これは、人類が2000年も前に克服すべき暗愚であったはずなのだ。

では、あの僧は、どうすれが良かったのだろうか?
無論、一通りではないが、私は、あることを思い出す。
『007 カジノ・ロワイヤル』は、イアン・フレミングの007シリーズ小説の第1作であり、また、現在の007俳優の座を確定した感のあるダニエル・クレイグが初めて007を演じた、2006年の映画作品でもある。
ところが、1967年に、やはり、『カジノロワイヤル』という映画が制作されているが、これはなんとコメディー(喜劇)であり、正式な007映画とはされないが、実に壮大豪華な冗談映画だった。
ヴェスパー役は『ドクター・ノオ』の初代ボンド・ガールであったウルスラ・アンドレス。そして、ルシッフル役はなんとオーソン・ウェルズであり、その他も、超有名俳優達を配した豪華絢爛な007番外編であった。
私も昔、この映画をビデオか何かでちょっと見ただけで、当時は『カジノ・ロワイヤル』のお話自体知らなかったので、いい加減な記憶であることをお断りしておく。
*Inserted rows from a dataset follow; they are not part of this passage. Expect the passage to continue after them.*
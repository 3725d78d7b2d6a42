//! Polling-based clipboard change detection.
//!
//! The OS clipboard has no portable change notification, so the poller reads
//! it on a timer, debounces, and forwards new observations to the history
//! service. Read failures are logged and swallowed; a missed tick costs
//! nothing because the next one re-reads full state.

use std::sync::{Arc, Mutex, RwLock};
use std::time::Instant;

use log::{debug, warn};

use crate::config::Setting;
use crate::infrastructure::clipboard::port::{Clock, ClipboardPort};
use crate::infrastructure::storage::AddOptions;
use crate::services::history::HistoryService;

struct PollerState {
    /// Last clipboard text accepted as an observation
    last_seen: Option<String>,
    /// Time of the previous accepted check, for the debounce floor
    last_accepted: Option<Instant>,
}

/// Timer-driven clipboard observer.
///
/// An observation is accepted when the clipboard text is non-empty after
/// trimming, differs from the last-seen value, and at least the configured
/// debounce floor has elapsed since the previous accepted check. Skipped
/// checks leave the last-seen state untouched so the content is picked up
/// by a later tick.
pub struct ClipboardPoller {
    clipboard: Arc<dyn ClipboardPort>,
    clock: Arc<dyn Clock>,
    history: Arc<HistoryService>,
    settings: Arc<RwLock<Setting>>,
    state: Mutex<PollerState>,
}

impl ClipboardPoller {
    pub fn new(
        clipboard: Arc<dyn ClipboardPort>,
        clock: Arc<dyn Clock>,
        history: Arc<HistoryService>,
        settings: Arc<RwLock<Setting>>,
    ) -> Self {
        Self {
            clipboard,
            clock,
            history,
            settings,
            state: Mutex::new(PollerState {
                last_seen: None,
                last_accepted: None,
            }),
        }
    }

    /// Run one check; returns `true` when a new observation was recorded.
    pub async fn poll_once(&self) -> bool {
        let text = match self.clipboard.read_text().await {
            Ok(text) => text,
            Err(e) => {
                // Not fatal: clipboard may be locked by another process
                warn!("Clipboard read failed: {}", e);
                return false;
            }
        };

        if text.trim().is_empty() {
            return false;
        }

        {
            let mut state = self.state.lock().unwrap();

            if state.last_seen.as_deref() == Some(text.as_str()) {
                return false;
            }

            let now = self.clock.now();
            let min_delay = self.settings.read().unwrap().min_delay();
            if let Some(last_accepted) = state.last_accepted {
                if now.duration_since(last_accepted) < min_delay {
                    debug!("Clipboard check debounced");
                    return false;
                }
            }

            state.last_seen = Some(text.clone());
            state.last_accepted = Some(now);
        }

        // Observations from the poller are stored with default options
        if self.history.add_entry(&text, AddOptions::default()).await.is_none() {
            warn!("Failed to record clipboard observation");
        }

        true
    }

    /// Force a check outside the timer, e.g. when the tray menu opens.
    pub async fn check_now(&self) -> bool {
        self.poll_once().await
    }

    /// Poll forever, sleeping the configured interval between ticks.
    ///
    /// The interval is re-read from settings every iteration so changes
    /// apply without a restart. Cancellation is dropping the task.
    pub async fn run(self: Arc<Self>) {
        loop {
            self.poll_once().await;
            let interval = self.settings.read().unwrap().check_interval();
            tokio::time::sleep(interval).await;
        }
    }
}
pub mod context;
pub mod event_bus;

pub use context::AppContext;
pub use event_bus::{DataChangedEvent, EventBus, ListenerId, ThemeChangedEvent};
//! Shared fixtures for integration tests.

use std::sync::{Arc, Mutex};

use async_trait::async_trait;
use tempfile::TempDir;

use clipkeeper::config::Setting;
use clipkeeper::core::AppContext;
use clipkeeper::error::Result;
use clipkeeper::infrastructure::clipboard::ClipboardPort;

/// Clipboard double: readable/writable text behind a mutex.
pub struct FakeClipboard {
    text: Mutex<String>,
}

impl FakeClipboard {
    pub fn new() -> Self {
        Self {
            text: Mutex::new(String::new()),
        }
    }

    pub fn set(&self, text: &str) {
        *self.text.lock().unwrap() = text.to_string();
    }

    pub fn current(&self) -> String {
        self.text.lock().unwrap().clone()
    }
}

#[async_trait]
impl ClipboardPort for FakeClipboard {
    async fn read_text(&self) -> Result<String> {
        Ok(self.current())
    }

    async fn write_text(&self, text: &str) -> Result<()> {
        self.set(text);
        Ok(())
    }
}

/// Build a context over a temp-file database with a fake clipboard.
///
/// The TempDir must stay alive for the duration of the test.
pub fn test_context(setting: Setting) -> (AppContext, Arc<FakeClipboard>, TempDir) {
    let temp_dir = TempDir::new().expect("Failed to create temp dir");
    let db_path = temp_dir.path().join("clipboard.db");
    let clipboard = Arc::new(FakeClipboard::new());

    let context = AppContext::with_clipboard(
        setting,
        &db_path.to_string_lossy(),
        clipboard.clone(),
    )
    .expect("Failed to initialize test context");

    (context, clipboard, temp_dir)
}
//! Composition-root application state.
//!
//! All mutable process state (settings, last-seen clipboard text, cache)
//! lives in explicit structs owned here and passed down by reference; there
//! are no ambient globals.

use std::sync::{Arc, RwLock};

use crate::config::Setting;
use crate::core::event_bus::EventBus;
use crate::error::Result;
use crate::infrastructure::clipboard::port::{ClipboardPort, SystemClipboard};
use crate::infrastructure::storage::db::pool::init_db_pool;
use crate::infrastructure::storage::ClipboardStore;
use crate::services::history::HistoryService;

/// Shared state wired up once at startup.
pub struct AppContext {
    pub settings: Arc<RwLock<Setting>>,
    pub event_bus: Arc<EventBus>,
    pub store: Arc<ClipboardStore>,
    pub history: Arc<HistoryService>,
}

impl AppContext {
    /// Open the database, run migrations and wire the store and services.
    pub fn initialize(setting: Setting, database_url: &str) -> Result<Self> {
        Self::with_clipboard(setting, database_url, Arc::new(SystemClipboard))
    }

    /// Same as [`AppContext::initialize`] with an injected clipboard port.
    pub fn with_clipboard(
        setting: Setting,
        database_url: &str,
        clipboard: Arc<dyn ClipboardPort>,
    ) -> Result<Self> {
        let settings = Arc::new(RwLock::new(setting));
        let event_bus = Arc::new(EventBus::new());

        let pool = init_db_pool(database_url)?;
        let store = Arc::new(ClipboardStore::new(pool, settings.clone()));

        let history = Arc::new(HistoryService::new(
            Some(store.clone()),
            clipboard,
            event_bus.clone(),
            settings.clone(),
        ));

        Ok(Self {
            settings,
            event_bus,
            store,
            history,
        })
    }
}
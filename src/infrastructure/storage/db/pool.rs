use anyhow::Result;
use diesel::connection::SimpleConnection;
use diesel::r2d2::{ConnectionManager, CustomizeConnection, Pool};
use diesel::sqlite::SqliteConnection;
use diesel_migrations::{embed_migrations, EmbeddedMigrations, MigrationHarness};
use log::info;
use std::path::Path;

/// Embed all diesel migrations at compile time
pub const MIGRATIONS: EmbeddedMigrations = embed_migrations!("migrations");

/// Type alias for SQLite connection pool
pub type DbPool = Pool<ConnectionManager<SqliteConnection>>;

/// Per-connection PRAGMAs.
///
/// WAL for concurrent readers, and foreign_keys so category deletes cascade
/// into the link table (SQLite defaults this off per connection).
#[derive(Debug)]
struct ConnectionOptions;

impl CustomizeConnection<SqliteConnection, diesel::r2d2::Error> for ConnectionOptions {
    fn on_acquire(
        &self,
        conn: &mut SqliteConnection,
    ) -> std::result::Result<(), diesel::r2d2::Error> {
        conn.batch_execute(
            "PRAGMA journal_mode = WAL; \
             PRAGMA synchronous = NORMAL; \
             PRAGMA foreign_keys = ON; \
             PRAGMA busy_timeout = 5000;",
        )
        .map_err(diesel::r2d2::Error::QueryError)
    }
}

/// Create database connection pool and run migrations
///
/// This function should be called **once at application startup**.
///
/// Responsibilities:
/// - Build r2d2 connection pool
/// - Automatically run all pending Diesel migrations
pub fn init_db_pool(database_url: &str) -> Result<DbPool> {
    if let Some(parent) = Path::new(database_url).parent() {
        if !parent.as_os_str().is_empty() {
            std::fs::create_dir_all(parent)?;
        }
    }

    let manager = ConnectionManager::<SqliteConnection>::new(database_url);

    let pool = Pool::builder()
        .connection_customizer(Box::new(ConnectionOptions))
        .build(manager)?;

    run_migrations(&pool)?;

    Ok(pool)
}

/// Run embedded Diesel migrations
fn run_migrations(pool: &DbPool) -> Result<()> {
    let mut conn = pool.get()?;

    info!("Running database migrations...");
    conn.run_pending_migrations(MIGRATIONS)
        .map_err(|e| anyhow::anyhow!("Migration failed: {}", e))?;
    info!("Database migrations completed");

    Ok(())
}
この映画では、既に年を取って引退したジェームズ・ボンドが現役復帰して活躍する。
その中で、ボンド陥落の使命を受けた美女達がボンドを誘惑する。その1人であったのかもしれないが、女子中学生のようだったと記憶しているが、1人の少女がボンドと一緒に入浴する(ボンドがバスルームに入った時、先に入っていたような気もする)。
ボンドも一応はあせるが、彼女に、「何が得意?」と聞く。これは、学校の学科とか、スポーツといった意味だ。
私は小学生だったが、それを見て、はっと悟ったことがあった。
男も女も、異性にとって魅力的であるというのも、もちろん大切なことであろうが、それはほんの一部に過ぎないはずなのに、世間はそこばかり拡大する傾向がある。男でも、女でも、世界や人々のために何かをすべきであり、また、特に若い間は、そのための無限の可能性を秘めているのだ。
だから、ボンドが少女に「何が得意?」と聞いたのは、良識ある正しいことであったと思えたのだ。
そういった見方で女性を見れば、ルシファー的な熱狂に囚われることなど無い。
イエスは、「女を淫らな目で見れば姦淫したるも同じ」と言ったが、これは、ルシファーに操られるままにせず、アーリマンの力も借りよということと考えることも出来る。ルシファーやアーリマンは、悪魔、魔神ではあるが、本当は天使であり神であるのだ。
ルシファーやアーリマンを悪魔、魔神とするか、天使、神とするかは、実に、人間次第なのである。

ところで、今、Amazonで見たら、1967年の『カジノロワイヤル』と、ショーン・コネリー主演の最後の007映画『ネバーセイ・ネバーアゲイン』がセットで991円というDVDを見て仰天した。何とも言いようがない。お勧めしておく。